Sony Corp has been approached by at least three investment banks offering to sell its battery business as the struggling Japanese group looks to offload non-core assets and focus on reviving its consumer electronics business, banking sources said.
Selling the unit, which employs 2,700 people and had sales last year of $1.74 billion, would help Sony cut costs and generate cash as it restructures its operations, three people involved in the preliminary discussions told Reuters.
The company, a byword for innovative gadgetry in the 1970s and 80s, has been battered by weak demand for its TVs in a fiercely competitive market. The TV business has racked up huge losses; Sony's market value has slumped to below $10 billion and ratings agency Fitch last week downgraded the company's debt to "junk" status - a move likely to push up borrowing costs and make asset sales more attractive.
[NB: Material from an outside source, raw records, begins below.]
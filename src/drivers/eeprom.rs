//! AT24C32 4 KiB I2C EEPROM (on the DS3231 breakout).
//!
//! Two-byte big-endian memory addresses, 32-byte write pages.  A page
//! write that runs past its page boundary wraps around inside the page,
//! so callers split writes with [`page_chunks`].  After each page write
//! the chip is busy for up to [`WRITE_CYCLE_MS`]; the caller waits that
//! out *after* releasing the bus.

use embedded_hal::i2c::I2c;

use crate::bus::bus_error;
use crate::error::BusError;

pub const EEPROM_SIZE: usize = 4096;
pub const PAGE_SIZE: usize = 32;
pub const WRITE_CYCLE_MS: u32 = 10;

#[derive(Debug, Clone, Copy)]
pub struct At24c32 {
    addr: u8,
}

impl At24c32 {
    pub const fn new(addr: u8) -> Self {
        Self { addr }
    }

    /// Sequential read starting at `mem_addr`.
    pub fn read<I: I2c>(&self, i2c: &mut I, mem_addr: u16, buf: &mut [u8]) -> Result<(), BusError> {
        i2c.write_read(self.addr, &mem_addr.to_be_bytes(), buf)
            .map_err(|e| bus_error(self.addr, &e))
    }

    /// Write at most one page.  `data` must not cross a page boundary.
    pub fn write_page<I: I2c>(&self, i2c: &mut I, mem_addr: u16, data: &[u8]) -> Result<(), BusError> {
        let offset = mem_addr as usize % PAGE_SIZE;
        if data.len() > PAGE_SIZE - offset || mem_addr as usize + data.len() > EEPROM_SIZE {
            return Err(BusError::Other);
        }
        let mut frame = [0u8; 2 + PAGE_SIZE];
        frame[..2].copy_from_slice(&mem_addr.to_be_bytes());
        frame[2..2 + data.len()].copy_from_slice(data);
        i2c.write(self.addr, &frame[..2 + data.len()])
            .map_err(|e| bus_error(self.addr, &e))
    }
}

/// Split `[start, start + len)` into `(mem_addr, range)` pieces that each
/// stay within one page.  `range` indexes the caller's buffer.
pub fn page_chunks(start: u16, len: usize) -> impl Iterator<Item = (u16, core::ops::Range<usize>)> {
    let mut done = 0usize;
    core::iter::from_fn(move || {
        if done >= len {
            return None;
        }
        let addr = start as usize + done;
        let room = PAGE_SIZE - addr % PAGE_SIZE;
        let take = room.min(len - done);
        let chunk = (addr as u16, done..done + take);
        done += take;
        Some(chunk)
    })
}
CEO Kazuo Hirai has pledged to rebuild Sony around gaming, digital imaging and mobile devices, while nurturing new businesses such as medical devices. He is axing 10,000 jobs, closing facilities and selling assets. Any disposals would be part of a broader "garage sale" by Japan's leading electronics groups that are hurting in weak markets and tight financing.
Potential buyers for Sony Energy Devices Corp - founded in 1975 as Sony-Eveready, a joint venture with Union Carbide Corp - could include Taiwan's Hon Hai Precision Industry and BYD Co Ltd, a Chinese carmaker backed by billionaire investor Warren Buffett, said one of the sources. Hon Hai is also in negotiations to become rival TV maker Sharp Corp's biggest shareholder.
Despite a strong yen, interest is likely to come mainly from potential foreign buyers, said the sources, who did not want to be named as the talks are private.
Selling the business overseas may not go down well with a Japanese government that in the past has kept technology at home by promoting alliances between local producers. Panasonic Corp, NEC Corp and Hitachi Ltd also make lithium-ion batteries, though the firms' fabrication technology differs.
Sony declined to comment on the possible sale of the business, which makes lithium-ion batteries used in smartphones, tablets and PCs. "At our corporate strategy announcement in April, (Hirai) said we would explore possible alliances in E-vehicle batteries and battery storage," said spokesman George Boyd.
As with TVs, Sony has struggled to compete against South Korean rivals in a battery business that is worth $18 billion a year. The small cells that power mobile devices now account for around 60 percent of the market, ahead of those used in cars and electrical tools, according to research company IHS iSuppli.
While lithium-ion battery demand has steadily expanded with the boom in mobile consumer electronics, severe price competition has resulted in razor thin margins that favor large-scale manufacturers with weak local currencies.
"The battery business is a prime example of the company's loss-making and unwanted assets. It doesn't make sense for them to keep it," said one of the banking sources.
Falling market share
As Hirai doubles down on Sony's strength in consumer electronics, the company has sold a chemicals company, with 2,900 workers, and may also let go its U.S. headquarters building in New York go. At the same time, it has spent close to $2 billion on a U.S. game clouding company and a stake in medical equipment maker Olympus Corp.
Sony produced 74 million lithium-ion battery cells in July-September - almost 40 percent fewer than in the first quarter of 2008, when its output topped Samsung SDI Co Ltd's 110 million and LG Chem Ltd's 54 million, according to Techno System Research in Tokyo. Sony's market share is now 7 percent, dwarfed by Samsung SDI's 27 percent, Panasonic's 21 percent and LG Chem's 17 percent.
Sony's battery unit, which also makes button batteries for watches and smaller appliances and optical devices, has three factories in Japan and two overseas assembly plants in China and Singapore. It has yet to enter the more lucrative business for automotive batteries.
In its most recent filing, Sony valued the battery unit's fixed assets, including production sites and machinery, at 52 billion yen ($633 million). Under Sony's accounting rules, asset sales are typically booked as operating profit.
The cost to protect $10 million of Sony debt against default for five years has edged higher this week to almost $400,000. The CDS spreads had tumbled earlier this month - from above 480 basis points - after Sony said it would raise 150 billion yen ($1.9 billion) through a sale of convertible bonds.